Several health plans have previously sued Medco, claiming that it improperly accepted $3.56 billion in payments from drug companies in the late 1990s to promote their products, but Monday's filing by the U.S. Attorney in Philadelphia is the first such action by a federal prosecutor.
Medco, like other pharmacy benefit companies, acknowledges participating in rebate programs. Simek said the company took in $2.5 billion in rebates in 2001. But he said the payments work like coupons and ultimately lower medication costs for clients.
The suits also accuse Medco, of Franklin Lakes, N.J., of shortchanging patients by mailing them fewer than the number of pills they paid for. They say the company tried to avoid penalties for delays in filling mail orders by destroying prescriptions on days when the order volume was heavy.
Simek said the company investigated the allegations and determined they were isolated incidents that didn't affect patient care.
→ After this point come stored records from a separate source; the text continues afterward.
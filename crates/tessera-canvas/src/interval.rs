//! Host-polled fixed-period timer.

/// A repeating timer the host polls with the current time.
///
/// Fires at most once per poll, so a stalled host never bursts.
#[derive(Debug, Clone, PartialEq)]
pub struct Interval {
    period_ms: f64,
    next_due: f64,
    cancelled: bool,
}

impl Interval {
    /// First tick is due one period after `now`.
    pub fn new(period_ms: f64, now: f64) -> Self {
        Self {
            period_ms,
            next_due: now + period_ms,
            cancelled: false,
        }
    }

    pub fn period_ms(&self) -> f64 {
        self.period_ms
    }

    /// Returns true if the interval fired at `now`.
    ///
    /// Ticks stay on the `period_ms` grid from the first due time, so late
    /// polls do not drift; ticks missed entirely are skipped.
    pub fn poll(&mut self, now: f64) -> bool {
        if self.cancelled || now < self.next_due {
            return false;
        }
        self.next_due += self.period_ms;
        if self.period_ms > 0.0 && self.next_due <= now {
            let behind = ((now - self.next_due) / self.period_ms).floor() + 1.0;
            self.next_due += behind * self.period_ms;
        }
        true
    }

    /// Stop the interval; it never fires again.
    pub fn cancel(&mut self) {
        self.cancelled = true;
    }

    pub fn is_cancelled(&self) -> bool {
        self.cancelled
    }
}
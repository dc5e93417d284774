//! File logging. The terminal belongs to the UI, so logs never go to stdout.

use std::fs::{self, File};
use std::sync::Mutex;

use color_eyre::eyre::{WrapErr, eyre};

use crate::config::Config;

/// Install the log subscriber when `log_level` is configured.
pub fn init(config: &Config) -> color_eyre::Result<()> {
    let Some(level) = config.log_level()? else {
        return Ok(());
    };
    let dirs = Config::project_dirs().ok_or_else(|| eyre!("no home directory for log file"))?;
    let dir = dirs.data_dir();
    fs::create_dir_all(dir).wrap_err_with(|| format!("failed to create {}", dir.display()))?;

    let path = dir.join("tessera.log");
    let file =
        File::create(&path).wrap_err_with(|| format!("failed to create {}", path.display()))?;

    tracing_subscriber::fmt()
        .with_writer(Mutex::new(file))
        .with_ansi(false)
        .with_max_level(level)
        .try_init()
        .map_err(|err| eyre!("failed to install log subscriber: {err}"))?;

    tracing::info!(path = %path.display(), %level, "logging started");
    Ok(())
}
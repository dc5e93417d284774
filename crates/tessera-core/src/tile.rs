//! Tile sizes and the fixed tuning constants of both grid behaviors.

use serde::{Deserialize, Serialize};

/// Reference tile size the hover radius is tuned for, in pixels.
pub const SQUARE_SIZE_SMALL: f64 = 30.0;

/// Length of one fade leg (0 → 1 or 1 → 0), in milliseconds.
pub const ANIMATION_DURATION_MS: f64 = 2000.0;

/// Distance percentage at or above which a cell fades in once on its own.
pub const FIRST_ANIMATION_THRESHOLD: u8 = 75;

/// Per-frame trigger probability of a cell sitting right on the mask boundary.
pub const TRIGGER_RATE: f64 = 0.01;

/// Period of the random activation tick, in milliseconds.
pub const ACTIVATION_INTERVAL_MS: f64 = 500.0;

/// Active subset size at which activation ticks stop adding cells.
pub const MAX_ACTIVE: usize = 10;

/// Chance that an activation tick adds a group instead of a single cell.
pub const GROUP_PROBABILITY: f64 = 0.2;

/// Pointer distance (in reference-size pixels) over which hover effects fade out.
pub const HOVER_RADIUS: f64 = 100.0;

/// Canvas width at or below which the mask apex sits at x = 0.
pub const MASK_MIN_WIDTH: f64 = 320.0;

/// Canvas width at or above which the mask apex sits at a third of the width.
pub const MASK_MAX_WIDTH: f64 = 1440.0;

/// Edge length of one grid tile.
#[derive(Debug, Clone, Copy, Default, PartialEq, Eq, Serialize, Deserialize)]
#[serde(rename_all = "lowercase")]
pub enum TileSize {
    Small,
    #[default]
    Large,
}

impl TileSize {
    /// Edge length in pixels.
    pub fn pixels(self) -> f64 {
        match self {
            TileSize::Small => SQUARE_SIZE_SMALL,
            TileSize::Large => 60.0,
        }
    }

    /// Scale of this size relative to [`SQUARE_SIZE_SMALL`].
    pub fn hover_ratio(self) -> f64 {
        self.pixels() / SQUARE_SIZE_SMALL
    }
}
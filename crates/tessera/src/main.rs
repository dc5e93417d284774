use std::io::stdout;
use std::time::{Duration, Instant};

use crossterm::{
    event::{
        self, DisableFocusChange, DisableMouseCapture, EnableFocusChange, EnableMouseCapture,
        Event, KeyCode, KeyEvent, KeyEventKind, KeyModifiers, MouseEvent, MouseEventKind,
    },
    execute,
};
use ratatui::{
    DefaultTerminal, Frame,
    layout::Rect,
    style::{Color, Stylize},
    text::Line,
};
use tessera_canvas::TerminalSurface;
use tessera_core::{ColorScheme, Point};

mod config;
mod host;
mod logging;

use config::{Config, StrategyKind};
use host::{Background, FrameClock, cell_center, run_session};

/// Event poll timeout, roughly one display refresh.
const FRAME_POLL: Duration = Duration::from_millis(16);

fn main() -> color_eyre::Result<()> {
    color_eyre::install()?;
    let config = Config::load()?;
    logging::init(&config)?;

    let terminal = ratatui::init();
    run_session(
        || execute!(stdout(), EnableMouseCapture, EnableFocusChange),
        || App::new(config).run(terminal),
        || execute!(stdout(), DisableFocusChange, DisableMouseCapture),
        ratatui::restore,
    )
}

/// The main application which holds the state and logic of the application.
#[derive(Debug)]
pub struct App {
    /// Is the application running?
    running: bool,
    config: Config,
    surface: TerminalSurface,
    frames: FrameClock,
    /// Mounted background; `None` before the first frame.
    background: Option<Background>,
    color_scheme: ColorScheme,
    strategy: StrategyKind,
    pointer: Option<Point>,
    /// Mount time of the current background. Frame timestamps count from here.
    mounted_at: Instant,
    show_help: bool,
}

impl App {
    /// Construct a new instance of [`App`].
    pub fn new(config: Config) -> Self {
        Self {
            running: false,
            color_scheme: config.color_scheme,
            strategy: config.strategy,
            config,
            surface: TerminalSurface::new(0, 0),
            frames: FrameClock::new(),
            background: None,
            pointer: None,
            mounted_at: Instant::now(),
            show_help: true,
        }
    }

    /// Run the application's main loop.
    pub fn run(mut self, mut terminal: DefaultTerminal) -> color_eyre::Result<()> {
        let size = terminal.size()?;
        self.surface = TerminalSurface::new(size.width, size.height);
        self.mount();
        self.running = true;

        while self.running {
            let now = self.elapsed_ms();
            if let Some(background) = self.background.as_mut() {
                background.poll_activation(now);
            }
            if self.frames.take_due() {
                self.draw_frame(now);
                terminal.draw(|frame| self.render(frame))?;
            }
            self.handle_crossterm_events()?;
        }

        if let Some(mut background) = self.background.take() {
            background.teardown(&mut self.frames);
        }
        Ok(())
    }

    fn elapsed_ms(&self) -> f64 {
        self.mounted_at.elapsed().as_secs_f64() * 1000.0
    }

    /// Construct and mount a fresh background of the selected kind.
    fn mount(&mut self) {
        self.mounted_at = Instant::now();
        let background = Background::mount(
            self.strategy,
            &self.config,
            self.color_scheme,
            self.pointer,
            &mut self.surface,
            &mut self.frames,
            0.0,
        );
        self.background = Some(background);
    }

    fn draw_frame(&mut self, timestamp: f64) {
        let Some(background) = self.background.as_mut() else {
            return;
        };
        self.surface.set_backdrop(background.colors().page);
        background.run(&mut self.surface, timestamp, &mut self.frames);
    }

    /// Renders the user interface.
    fn render(&mut self, frame: &mut Frame) {
        let area = frame.area();
        frame.render_widget(&self.surface, area);

        if !self.show_help || area.height == 0 {
            return;
        }
        let accent = self
            .background
            .as_ref()
            .map(|background| {
                let rgb = background.colors().hover;
                Color::Rgb(rgb.r, rgb.g, rgb.b)
            })
            .unwrap_or(Color::Gray);

        let help = Line::from(vec![
            "q".bold().fg(accent),
            " quit  ".dark_gray(),
            "s".bold().fg(accent),
            format!(" scheme: {}  ", self.color_scheme.name()).dark_gray(),
            "b".bold().fg(accent),
            format!(" grid: {}  ", self.strategy.name()).dark_gray(),
            "h".bold().fg(accent),
            " hide help".dark_gray(),
        ])
        .centered();
        let bottom = Rect::new(area.x, area.y + area.height - 1, area.width, 1);
        frame.render_widget(help, bottom);
    }

    /// Reads the crossterm events and updates the state of [`App`].
    fn handle_crossterm_events(&mut self) -> color_eyre::Result<()> {
        if event::poll(FRAME_POLL)? {
            match event::read()? {
                Event::Key(key) if key.kind == KeyEventKind::Press => self.on_key_event(key),
                Event::Mouse(mouse) => self.on_mouse_event(mouse),
                Event::Resize(cols, rows) => self.on_resize(cols, rows),
                Event::FocusLost => self.set_pointer(None),
                _ => {}
            }
        }
        Ok(())
    }

    /// Handles the key events and updates the state of [`App`].
    fn on_key_event(&mut self, key: KeyEvent) {
        match (key.modifiers, key.code) {
            (_, KeyCode::Esc | KeyCode::Char('q'))
            | (KeyModifiers::CONTROL, KeyCode::Char('c') | KeyCode::Char('C')) => self.quit(),
            (_, KeyCode::Char('s')) => self.toggle_color_scheme(),
            (_, KeyCode::Char('b')) => self.switch_strategy(),
            (_, KeyCode::Char('h')) => self.show_help = !self.show_help,
            _ => {}
        }
    }

    fn on_mouse_event(&mut self, mouse: MouseEvent) {
        if let MouseEventKind::Moved | MouseEventKind::Drag(_) = mouse.kind {
            self.set_pointer(Some(cell_center(mouse.column, mouse.row)));
        }
    }

    fn on_resize(&mut self, cols: u16, rows: u16) {
        self.surface.resize(cols, rows);
        if let Some(background) = self.background.as_mut() {
            background.resize(&mut self.surface);
        }
    }

    fn set_pointer(&mut self, pointer: Option<Point>) {
        self.pointer = pointer;
        if let Some(background) = self.background.as_mut() {
            background.set_pointer(pointer);
        }
    }

    fn toggle_color_scheme(&mut self) {
        self.color_scheme = self.color_scheme.toggle();
        if let Some(background) = self.background.as_mut() {
            background.set_color_scheme(self.color_scheme);
        }
    }

    /// Tear down the current background and mount a fresh one of the other kind.
    fn switch_strategy(&mut self) {
        if let Some(mut background) = self.background.take() {
            background.teardown(&mut self.frames);
        }
        self.strategy = self.strategy.toggle();
        self.surface.resize(self.surface.cols(), self.surface.rows());
        self.mount();
    }

    /// Set running to false to quit the application.
    fn quit(&mut self) {
        self.running = false;
    }
}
Two employees were fired, he said.
Court filings identified the whistleblowers as Dr. Joseph Piacentile, of New Jersey, and George Bradford Hunt and Walter W. Gauger, two pharmacists who previously worked for Medco in Las Vegas.
Attorneys general in several states have said they are also investigating whether the company, and other pharmacy benefit firms, broke the law.
Merck has been trying to spin off its Medco business. It canceled an initial public offering for the company in July after revealing that it had misstated its revenues by $12 billion in recent years by counting prescription copayments made to pharmacies as Medco revenue. Merck said in May that the firm would be spun off instead to Merck shareholders.